- [TASK DIRECTIONS]: Look for the word "each" in the entries below, then copy every line that has it.

- [Collected data entries]:
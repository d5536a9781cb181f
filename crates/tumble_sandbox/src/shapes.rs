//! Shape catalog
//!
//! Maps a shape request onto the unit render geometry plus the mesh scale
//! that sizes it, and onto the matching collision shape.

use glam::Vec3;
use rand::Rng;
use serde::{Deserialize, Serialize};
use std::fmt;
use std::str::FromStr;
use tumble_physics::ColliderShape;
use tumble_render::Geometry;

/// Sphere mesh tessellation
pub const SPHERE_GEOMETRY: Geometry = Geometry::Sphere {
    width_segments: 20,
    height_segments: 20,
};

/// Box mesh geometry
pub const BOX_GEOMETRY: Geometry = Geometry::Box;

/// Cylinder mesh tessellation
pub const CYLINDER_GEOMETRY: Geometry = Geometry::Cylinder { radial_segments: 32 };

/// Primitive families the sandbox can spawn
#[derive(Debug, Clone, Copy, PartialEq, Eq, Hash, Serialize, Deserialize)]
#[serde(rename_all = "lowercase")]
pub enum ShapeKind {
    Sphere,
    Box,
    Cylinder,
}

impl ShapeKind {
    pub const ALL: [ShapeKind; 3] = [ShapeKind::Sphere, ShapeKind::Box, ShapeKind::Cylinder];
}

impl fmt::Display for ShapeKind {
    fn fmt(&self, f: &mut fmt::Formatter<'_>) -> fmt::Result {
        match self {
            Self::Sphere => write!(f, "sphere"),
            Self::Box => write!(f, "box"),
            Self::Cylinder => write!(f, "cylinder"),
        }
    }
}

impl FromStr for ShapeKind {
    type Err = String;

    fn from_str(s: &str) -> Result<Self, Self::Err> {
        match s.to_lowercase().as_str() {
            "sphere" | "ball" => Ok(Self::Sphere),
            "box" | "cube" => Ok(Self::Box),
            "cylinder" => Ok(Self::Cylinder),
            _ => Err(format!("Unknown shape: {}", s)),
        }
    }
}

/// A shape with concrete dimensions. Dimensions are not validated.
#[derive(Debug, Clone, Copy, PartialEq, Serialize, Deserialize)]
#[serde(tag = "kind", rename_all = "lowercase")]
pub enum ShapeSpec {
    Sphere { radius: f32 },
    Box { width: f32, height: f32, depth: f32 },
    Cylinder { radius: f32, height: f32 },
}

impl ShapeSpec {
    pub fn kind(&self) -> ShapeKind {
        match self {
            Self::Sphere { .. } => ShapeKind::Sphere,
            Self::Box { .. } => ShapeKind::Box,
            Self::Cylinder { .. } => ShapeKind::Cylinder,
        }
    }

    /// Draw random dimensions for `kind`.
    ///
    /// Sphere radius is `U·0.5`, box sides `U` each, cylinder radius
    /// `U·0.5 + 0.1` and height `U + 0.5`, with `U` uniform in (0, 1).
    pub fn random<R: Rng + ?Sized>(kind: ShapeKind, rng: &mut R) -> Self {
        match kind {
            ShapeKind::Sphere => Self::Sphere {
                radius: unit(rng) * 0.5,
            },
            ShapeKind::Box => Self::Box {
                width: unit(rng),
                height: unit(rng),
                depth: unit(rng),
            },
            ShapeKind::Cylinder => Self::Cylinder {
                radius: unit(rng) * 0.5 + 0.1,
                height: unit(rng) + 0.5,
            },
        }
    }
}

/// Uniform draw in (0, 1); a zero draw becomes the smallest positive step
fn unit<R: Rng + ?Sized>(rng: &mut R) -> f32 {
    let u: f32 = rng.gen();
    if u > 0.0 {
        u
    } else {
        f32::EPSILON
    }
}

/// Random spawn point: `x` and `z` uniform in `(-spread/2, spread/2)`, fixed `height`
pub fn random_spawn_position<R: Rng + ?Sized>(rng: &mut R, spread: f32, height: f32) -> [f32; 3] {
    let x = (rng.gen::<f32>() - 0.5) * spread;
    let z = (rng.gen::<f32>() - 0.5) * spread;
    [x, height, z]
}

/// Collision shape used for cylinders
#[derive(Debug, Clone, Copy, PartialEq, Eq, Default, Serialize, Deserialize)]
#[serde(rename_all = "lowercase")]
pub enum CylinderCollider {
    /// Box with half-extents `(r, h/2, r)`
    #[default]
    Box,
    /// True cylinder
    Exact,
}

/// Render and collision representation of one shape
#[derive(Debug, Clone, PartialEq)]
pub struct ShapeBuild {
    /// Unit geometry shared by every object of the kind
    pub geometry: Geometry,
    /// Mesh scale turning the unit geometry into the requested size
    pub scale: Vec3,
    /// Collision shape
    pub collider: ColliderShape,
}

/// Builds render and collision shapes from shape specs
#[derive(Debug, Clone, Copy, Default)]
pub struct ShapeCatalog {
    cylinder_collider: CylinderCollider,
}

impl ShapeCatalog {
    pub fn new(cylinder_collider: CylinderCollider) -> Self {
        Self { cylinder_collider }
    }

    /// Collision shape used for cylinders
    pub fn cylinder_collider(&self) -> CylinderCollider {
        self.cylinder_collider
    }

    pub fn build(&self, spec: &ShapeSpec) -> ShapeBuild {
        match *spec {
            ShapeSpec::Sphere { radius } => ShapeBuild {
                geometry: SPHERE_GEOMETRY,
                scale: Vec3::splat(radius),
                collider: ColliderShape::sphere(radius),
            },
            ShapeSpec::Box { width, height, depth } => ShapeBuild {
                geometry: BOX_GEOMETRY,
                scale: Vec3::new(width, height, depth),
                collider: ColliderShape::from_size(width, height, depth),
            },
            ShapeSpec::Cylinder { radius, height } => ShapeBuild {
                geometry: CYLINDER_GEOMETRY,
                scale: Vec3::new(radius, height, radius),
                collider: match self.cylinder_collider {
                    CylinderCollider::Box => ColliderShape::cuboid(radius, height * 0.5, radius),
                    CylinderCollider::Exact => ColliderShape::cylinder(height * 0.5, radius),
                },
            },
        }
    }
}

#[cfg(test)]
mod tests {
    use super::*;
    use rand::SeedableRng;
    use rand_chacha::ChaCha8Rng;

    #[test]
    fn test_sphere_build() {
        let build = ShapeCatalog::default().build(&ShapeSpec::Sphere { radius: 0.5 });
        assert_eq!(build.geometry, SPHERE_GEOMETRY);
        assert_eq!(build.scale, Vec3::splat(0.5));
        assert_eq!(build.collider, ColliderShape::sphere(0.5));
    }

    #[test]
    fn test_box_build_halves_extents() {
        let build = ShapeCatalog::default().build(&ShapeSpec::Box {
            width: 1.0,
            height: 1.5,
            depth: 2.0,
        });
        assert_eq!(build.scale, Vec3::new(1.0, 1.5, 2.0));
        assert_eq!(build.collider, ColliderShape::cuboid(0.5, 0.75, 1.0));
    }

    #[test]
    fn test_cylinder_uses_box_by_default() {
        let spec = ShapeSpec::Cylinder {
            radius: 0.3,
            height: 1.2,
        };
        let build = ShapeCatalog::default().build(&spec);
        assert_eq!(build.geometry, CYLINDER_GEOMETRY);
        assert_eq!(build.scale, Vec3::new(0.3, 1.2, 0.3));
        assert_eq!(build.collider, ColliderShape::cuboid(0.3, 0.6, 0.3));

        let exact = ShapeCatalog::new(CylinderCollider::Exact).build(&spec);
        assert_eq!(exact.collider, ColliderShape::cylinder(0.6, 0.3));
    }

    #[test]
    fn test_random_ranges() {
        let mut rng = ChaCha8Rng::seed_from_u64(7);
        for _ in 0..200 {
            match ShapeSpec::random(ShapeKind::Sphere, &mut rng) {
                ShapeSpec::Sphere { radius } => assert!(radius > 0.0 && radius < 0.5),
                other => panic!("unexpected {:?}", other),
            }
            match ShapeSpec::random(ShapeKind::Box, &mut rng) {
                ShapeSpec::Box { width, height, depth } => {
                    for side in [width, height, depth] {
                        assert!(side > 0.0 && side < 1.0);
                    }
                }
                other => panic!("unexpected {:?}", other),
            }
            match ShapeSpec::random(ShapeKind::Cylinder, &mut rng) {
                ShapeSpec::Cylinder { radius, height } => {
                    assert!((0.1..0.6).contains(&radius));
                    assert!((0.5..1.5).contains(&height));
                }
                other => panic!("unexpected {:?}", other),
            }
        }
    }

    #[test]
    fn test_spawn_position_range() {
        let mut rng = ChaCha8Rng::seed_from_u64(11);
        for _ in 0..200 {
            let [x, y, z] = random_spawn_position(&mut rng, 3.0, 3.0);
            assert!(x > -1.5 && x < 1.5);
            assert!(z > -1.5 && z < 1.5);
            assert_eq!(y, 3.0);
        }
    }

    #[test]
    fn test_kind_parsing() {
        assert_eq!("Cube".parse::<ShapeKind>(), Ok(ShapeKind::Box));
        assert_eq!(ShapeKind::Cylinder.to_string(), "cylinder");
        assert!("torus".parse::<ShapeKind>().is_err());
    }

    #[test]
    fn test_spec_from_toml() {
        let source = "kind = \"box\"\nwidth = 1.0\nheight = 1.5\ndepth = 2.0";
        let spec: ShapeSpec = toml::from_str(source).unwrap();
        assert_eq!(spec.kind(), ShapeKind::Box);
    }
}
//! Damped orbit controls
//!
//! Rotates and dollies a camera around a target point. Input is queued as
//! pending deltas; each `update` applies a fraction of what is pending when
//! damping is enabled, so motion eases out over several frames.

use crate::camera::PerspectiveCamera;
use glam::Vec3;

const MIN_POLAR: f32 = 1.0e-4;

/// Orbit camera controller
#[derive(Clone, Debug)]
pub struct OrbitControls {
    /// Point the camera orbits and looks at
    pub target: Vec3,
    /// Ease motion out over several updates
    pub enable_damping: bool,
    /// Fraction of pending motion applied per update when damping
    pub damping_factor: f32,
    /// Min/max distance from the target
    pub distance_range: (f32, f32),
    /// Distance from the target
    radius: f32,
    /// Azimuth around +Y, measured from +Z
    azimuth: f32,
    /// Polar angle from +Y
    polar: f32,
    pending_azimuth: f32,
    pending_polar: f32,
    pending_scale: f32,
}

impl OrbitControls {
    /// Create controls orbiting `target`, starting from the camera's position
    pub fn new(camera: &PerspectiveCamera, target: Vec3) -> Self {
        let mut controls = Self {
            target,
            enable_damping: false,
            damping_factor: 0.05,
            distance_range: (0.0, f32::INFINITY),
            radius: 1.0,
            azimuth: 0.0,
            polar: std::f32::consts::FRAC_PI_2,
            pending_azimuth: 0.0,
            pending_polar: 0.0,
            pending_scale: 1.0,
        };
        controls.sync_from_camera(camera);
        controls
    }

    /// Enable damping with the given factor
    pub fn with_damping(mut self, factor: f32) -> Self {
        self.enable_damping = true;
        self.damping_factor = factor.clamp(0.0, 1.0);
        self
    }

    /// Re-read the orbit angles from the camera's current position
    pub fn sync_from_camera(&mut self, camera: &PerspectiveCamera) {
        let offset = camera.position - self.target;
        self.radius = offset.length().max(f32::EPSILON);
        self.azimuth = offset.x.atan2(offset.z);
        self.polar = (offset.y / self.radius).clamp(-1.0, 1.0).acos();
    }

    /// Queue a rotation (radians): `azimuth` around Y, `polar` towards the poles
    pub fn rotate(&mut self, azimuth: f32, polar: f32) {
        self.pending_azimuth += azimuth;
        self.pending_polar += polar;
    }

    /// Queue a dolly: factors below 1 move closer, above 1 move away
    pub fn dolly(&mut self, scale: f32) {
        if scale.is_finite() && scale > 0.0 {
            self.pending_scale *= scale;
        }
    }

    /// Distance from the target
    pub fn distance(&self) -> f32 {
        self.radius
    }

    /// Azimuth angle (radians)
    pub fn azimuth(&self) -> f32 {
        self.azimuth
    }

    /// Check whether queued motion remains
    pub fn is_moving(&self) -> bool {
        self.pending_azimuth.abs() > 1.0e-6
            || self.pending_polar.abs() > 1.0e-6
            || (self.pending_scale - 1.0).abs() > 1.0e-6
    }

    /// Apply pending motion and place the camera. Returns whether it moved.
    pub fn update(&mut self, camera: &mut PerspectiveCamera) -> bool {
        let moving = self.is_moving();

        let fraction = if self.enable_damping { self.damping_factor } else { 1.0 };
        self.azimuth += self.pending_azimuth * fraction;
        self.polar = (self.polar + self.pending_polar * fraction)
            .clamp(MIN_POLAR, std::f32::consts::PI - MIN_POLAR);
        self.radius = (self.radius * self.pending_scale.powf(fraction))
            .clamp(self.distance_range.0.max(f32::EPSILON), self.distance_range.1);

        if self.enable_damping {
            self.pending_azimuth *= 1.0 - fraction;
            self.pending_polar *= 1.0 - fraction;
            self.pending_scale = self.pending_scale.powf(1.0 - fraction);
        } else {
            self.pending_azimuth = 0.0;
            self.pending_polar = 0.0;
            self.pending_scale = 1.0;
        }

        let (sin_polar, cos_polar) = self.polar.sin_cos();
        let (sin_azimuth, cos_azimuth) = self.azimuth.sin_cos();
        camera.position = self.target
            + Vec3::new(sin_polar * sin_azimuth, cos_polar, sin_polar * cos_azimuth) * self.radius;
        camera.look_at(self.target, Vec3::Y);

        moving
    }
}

- [COMPLETED EXERCISE]:
    /// Sphere radius is `U·0.5`, box sides `U` each, cylinder radius
//! pending deltas; each `update` applies a fraction of what is pending when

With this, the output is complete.